● Brief: For the records below, give the count of lines holding the word "payload" and nothing more.

● Given data:
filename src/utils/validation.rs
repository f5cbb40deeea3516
use crate::utils::error::{ExportError, Result};
use std::collections::HashSet;

pub trait Validate {
    fn validate(&self) -> Result<()>;
}

pub fn validate_path(field_name: &str, path: &str) -> Result<()> {
    if path.is_empty() {
        return Err(ExportError::InvalidConfigValueError {
            field: field_name.to_string(),
            value: path.to_string(),
            reason: "Path cannot be empty".to_string(),
        });
    }

    if path.contains('\0') {
        return Err(ExportError::InvalidConfigValueError {
            field: field_name.to_string(),
            value: path.to_string(),
            reason: "Path contains null bytes".to_string(),
        });
    }

    Ok(())
}

pub fn validate_non_empty_string(field_name: &str, value: &str) -> Result<()> {
    if value.trim().is_empty() {
        return Err(ExportError::InvalidConfigValueError {
            field: field_name.to_string(),
            value: value.to_string(),
            reason: "Value cannot be empty or whitespace-only".to_string(),
        });
    }
    Ok(())
}

pub fn validate_file_extensions(
    field_name: &str,
    files: &[String],
    allowed_extensions: &[&str],
) -> Result<()> {
    let allowed_set: HashSet<&str> = allowed_extensions.iter().copied().collect();

    for file in files {
        if let Some(extension) = std::path::Path::new(file)
            .extension()
            .and_then(|ext| ext.to_str())
        {
            if !allowed_set.contains(extension) {
                return Err(ExportError::InvalidConfigValueError {
                    field: field_name.to_string(),
                    value: file.clone(),
                    reason: format!(
                        "Unsupported file extension: {}. Allowed extensions: {}",
                        extension,
                        allowed_extensions.join(", ")
                    ),
                });
            }
        } else {
            return Err(ExportError::InvalidConfigValueError {
                field: field_name.to_string(),
                value: file.clone(),
                reason: "File has no extension or invalid filename".to_string(),
            });
        }
    }

    Ok(())
}
use serde::{Deserialize, Serialize};
use serde_json::Value;
use std::collections::{BTreeMap, BTreeSet};
use std::path::PathBuf;

/// Coarse classification of a value's kind, used for profiling only.
///
/// One tag set serves both analysis passes; `Array` is kept distinct from
/// `Object` rather than folding both into a generic structured tag.
#[derive(Debug, Clone, Copy, PartialEq, Eq, PartialOrd, Ord, Hash, Serialize, Deserialize)]
#[serde(rename_all = "lowercase")]
pub enum TypeTag {
    String,
    Number,
    Boolean,
    Array,
    Object,
    Null,
}

impl TypeTag {
    pub fn of(value: &Value) -> Self {
        match value {
            Value::String(_) => Self::String,
            Value::Number(_) => Self::Number,
            Value::Bool(_) => Self::Boolean,
            Value::Array(_) => Self::Array,
            Value::Object(_) => Self::Object,
            Value::Null => Self::Null,
        }
    }

    pub fn as_str(&self) -> &'static str {
        match self {
            Self::String => "string",
            Self::Number => "number",
            Self::Boolean => "boolean",
            Self::Array => "array",
            Self::Object => "object",
            Self::Null => "null",
        }
    }
}

/// Degenerate-input verdict attached to an analysis. Absent for normal inputs.
#[derive(Debug, Clone, PartialEq, Serialize, Deserialize)]
#[serde(rename_all = "lowercase", tag = "kind", content = "message")]
pub enum AnalysisOutcome {
    Error(String),
    Note(String),
}

/// Unified description of a record collection: which properties exist, what
/// types each takes, and a first-seen sample per property.
///
/// `properties` follows first-appearance order across the scan; the two maps
/// are keyed alphabetically for deterministic serialization.
#[derive(Debug, Clone, PartialEq, Serialize, Deserialize)]
#[serde(rename_all = "camelCase")]
pub struct AnalysisResult {
    pub is_array: bool,
    pub length: usize,
    pub input_kind: String,
    pub properties: Vec<String>,
    pub property_types: BTreeMap<String, BTreeSet<TypeTag>>,
    pub sample_values: BTreeMap<String, Value>,
    #[serde(skip_serializing_if = "Option::is_none")]
    pub outcome: Option<AnalysisOutcome>,
    /// Raw input echoed back for caller inspection, only on the non-array error.
    #[serde(skip_serializing_if = "Option::is_none")]
    pub actual_value: Option<Value>,
}

impl AnalysisResult {
    pub fn empty(is_array: bool, input_kind: &str) -> Self {
        Self {
            is_array,
            length: 0,
            input_kind: input_kind.to_string(),
            properties: Vec::new(),
            property_types: BTreeMap::new(),
            sample_values: BTreeMap::new(),
            outcome: None,
            actual_value: None,
        }
    }
}

/// Options accepted by the custom export path. All fields have defaults, so
/// callers can start from `ExportOptions::default()` and override selectively.
#[derive(Debug, Clone, PartialEq, Serialize, Deserialize)]
#[serde(rename_all = "camelCase", default)]
pub struct ExportOptions {
    pub filename: String,
    pub include_metadata: bool,
    pub include_analysis: bool,
    pub add_timestamp: bool,
    pub pretty_print: bool,
    /// Field name the original collection is nested under in the artifact.
    pub data_field: String,
}

impl Default for ExportOptions {
    fn default() -> Self {
        Self {
            filename: "export.json".to_string(),
            include_metadata: true,
            include_analysis: true,
            add_timestamp: true,
            pretty_print: true,
            data_field: "data".to_string(),
        }
    }
}

#[derive(Debug, Clone, PartialEq, Serialize, Deserialize)]
#[serde(rename_all = "camelCase")]
pub struct ExportMetadata {
    pub total_items: usize,
    pub exported_by: String,
    pub version: String,
    #[serde(skip_serializing_if = "Option::is_none")]
    pub options: Option<ExportOptions>,
}

/// Self-describing wrapper around an exported collection. Disabled sections
/// are absent from the serialized artifact, not null. The original data sits
/// in `sections` under a caller-chosen field name.
#[derive(Debug, Clone, Default, PartialEq, Serialize, Deserialize)]
pub struct ExportEnvelope {
    #[serde(skip_serializing_if = "Option::is_none")]
    pub timestamp: Option<String>,
    #[serde(skip_serializing_if = "Option::is_none")]
    pub metadata: Option<ExportMetadata>,
    #[serde(skip_serializing_if = "Option::is_none")]
    pub analysis: Option<AnalysisResult>,
    #[serde(flatten)]
    pub sections: serde_json::Map<String, Value>,
}

impl ExportEnvelope {
    pub fn data(&self, field: &str) -> Option<&Value> {
        self.sections.get(field)
    }
}

/// Where a delivered artifact ended up.
#[derive(Debug, Clone, PartialEq, Serialize, Deserialize)]
#[serde(rename_all = "lowercase", tag = "destination")]
pub enum DeliveryReceipt {
    File { path: PathBuf },
    Download { filename: String },
}

/// Result handed back to the caller for every export, success or not.
/// Delivery faults never propagate past the engine as errors.
#[derive(Debug, Clone, PartialEq, Serialize, Deserialize)]
pub struct ExportOutcome {
    pub success: bool,
    #[serde(skip_serializing_if = "Option::is_none")]
    pub receipt: Option<DeliveryReceipt>,
    #[serde(rename = "errorMessage", skip_serializing_if = "Option::is_none")]
    pub error: Option<String>,
}

impl ExportOutcome {
    pub fn delivered(receipt: DeliveryReceipt) -> Self {
        Self {
            success: true,
            receipt: Some(receipt),
            error: None,
        }
    }

    pub fn failed(message: impl Into<String>) -> Self {
        Self {
            success: false,
            receipt: None,
            error: Some(message.into()),
        }
    }
}

#[cfg(test)]
mod tests {
    use super::*;
    use serde_json::json;

    #[test]
    fn test_type_tag_of_covers_all_kinds() {
        assert_eq!(TypeTag::of(&json!("x")), TypeTag::String);
        assert_eq!(TypeTag::of(&json!(1.5)), TypeTag::Number);
        assert_eq!(TypeTag::of(&json!(true)), TypeTag::Boolean);
        assert_eq!(TypeTag::of(&json!([1, 2])), TypeTag::Array);
        assert_eq!(TypeTag::of(&json!({"a": 1})), TypeTag::Object);
        assert_eq!(TypeTag::of(&json!(null)), TypeTag::Null);
    }

    #[test]
    fn test_envelope_skips_disabled_sections() {
        let mut envelope = ExportEnvelope::default();
        envelope.sections.insert("data".to_string(), json!([1, 2]));

        let serialized = serde_json::to_value(&envelope).unwrap();
        let object = serialized.as_object().unwrap();
        assert!(!object.contains_key("timestamp"));
        assert!(!object.contains_key("metadata"));
        assert!(!object.contains_key("analysis"));
        assert_eq!(object.get("data"), Some(&json!([1, 2])));
    }

    #[test]
    fn test_outcome_constructors() {
        let ok = ExportOutcome::delivered(DeliveryReceipt::Download {
            filename: "export.json".to_string(),
        });
        assert!(ok.success);
        assert!(ok.error.is_none());

        let failed = ExportOutcome::failed("disk full");
        assert!(!failed.success);
        assert_eq!(failed.error.as_deref(), Some("disk full"));
        assert!(failed.receipt.is_none());
    }
}
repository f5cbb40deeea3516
use crate::domain::model::DeliveryReceipt;
use crate::utils::error::Result;

/// Destination for a serialized export artifact.
///
/// Implementations report faults as errors; the engine converts them into an
/// `ExportOutcome` at its boundary, so callers never see an unhandled fault.
pub trait Sink: Send + Sync {
    fn deliver(&self, payload: &[u8], destination_name: &str) -> Result<DeliveryReceipt>;
}

impl<S: Sink + ?Sized> Sink for Box<S> {
    fn deliver(&self, payload: &[u8], destination_name: &str) -> Result<DeliveryReceipt> {
        (**self).deliver(payload, destination_name)
    }
}
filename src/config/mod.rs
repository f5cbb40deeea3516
#[cfg(feature = "cli")]
pub mod cli;
pub mod toml_config;

#[cfg(feature = "cli")]
pub use cli::CliConfig;
pub use toml_config::TomlConfig;
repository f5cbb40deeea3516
// Domain layer: core models and ports (interfaces). No external dependencies beyond std/serde.

pub mod model;
pub mod ports;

● Result below: 3